You cannot just install a 3 prong grounding type receptacle in a metal box or any box for that matter that does not have a proven equipment ground wire back to the grounded conductor at the main panel. The installation as you explained is a code violation unless a proper equipment ground exists. It would serve no purpose to ground a three prong outlet to a metal box if the equipment ground isn't present in the branch circuit. Maybe I misunderstood what you are saying.
 
Acceptable means if a ground is not present in the box and you do not desire an equipment ground to facilitate the connection of electronics like computers or the added safety that a grounding wire provides. 










If the enclosure doesn't have a grounding means — for example, if the box contains old 2-wire NM cable without a ground — you can use a nongrounding type receptacle (*Fig. 1*). You have two other options as well. You can use a GFCI receptacle if you make sure it's marked “No Equipment Ground,” or you can use a grounding-type receptacle if it's GFCI-protected and marked “GFCI Protected” and “No Equipment Ground.”

If you desire a ground you can run a new circuit or Article 250.130 allows the following


----------



## bubs

If i neeed a eqiupment ground? can I use a self grounding receptical?


----------



## frenchelectrican

bubs said:


> If i neeed a eqiupment ground? can I use a self grounding receptical?


 
only way you can meet this critia [ sp ]

box is metal 
have estabed ground wire or steel emt or rigide pipe to the box.
if have green wire screwed to the metal box 

those 3 items it have to work before you can use the selfgrounded repectale.

[ also get a 2 wire neon tester to verify if you have a grounded box ]

Merci, Marc


----------



## tb582

Hi all, great thread- I have a similar issue, just bought a new (old) house. And yup most of the outlets are all 2 prong, I took the plate off of one of the old two prong outlets and here's what I can tell (with my limited knowledge.) 

There is a metal box, with a screw in the back of the box, the outlet it self has two wires. Also when we bought the house we had a professional electrican upgrade the service panel to 200 amp and he also ran a new grounding wire. So is it safe to assume that my metal boxes are all grounded properly, and that I can go ahead and install new 3 prong outlets? I picked up one of these the other day and I'm anexous to give it a try. http://www.smarthome.com/4536W/Acenti-15-Amp-Duplex-Receptacle-Alabaster-AC215-W/p.aspx

I was digging around in my tool box and found a neon tester, I'm must admit I'm a bit afraid to try it though . It doesn't have two prongs where I can stick one in the outlet, it consists of two jaw arms/clamps. Is this still OK to use? Just clamp the red wire onto the HOT wire in the box and the other to??


----------



## darren

Just because your main panel is grounded does not mean your boxes are bonded to the ground. If it is an older house not useing emt or older style armoured cable then your box will not be grounded. Your best solution is to find the first outlet after the panel and put the GFI there and then you can put regular plugs the rest of they way with the "no equipment ground" stickers.
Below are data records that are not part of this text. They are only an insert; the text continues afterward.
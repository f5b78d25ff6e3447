//! Unauthorized page component.

use leptos::prelude::*;

/// Shown when an authenticated user is denied a role-restricted view.
#[component]
pub fn UnauthorizedPage() -> impl IntoView {
    view! {
        <div class="unauthorized-page">
            <h1>"Access denied"</h1>
            <p>"Your account does not have access to that page."</p>
            <a href="/">"Return to Home"</a>
        </div>
    }
}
I have to use the GFI method in my house as well, but i am going to put the GFI next to panel and then continue the circuit on as normal. This way I won't have to run around trying to find the first plug in the line.

If you run into a 3 wire when doing this come back here for some advice, you can't put a GFI on the beginning of a multiwire branch ciruit(i.e share the neutral)


----------



## 220/221

Use GFCI receps or breakers.

If your panel will accept GFCI breakers and there are no 3 wire home runs, that's the way to go as the entire circuit is protected and you can change all the receps.


----------



## tb582

Thanks for the quick replies....I'm very new to all of this. 

I dont like the idea of having every outlet be GFIC although I'm not sure why. I guess I just assumed that they are mainly for areas that are close to water etc....

Now that you mention it the electrician did put a GFI oulet right below the new 200 amp electric panel. So that being the case am I able to just install the outlets that I had posted?


----------



## 220/221

> I guess I just assumed that they are mainly for areas that are close to water etc....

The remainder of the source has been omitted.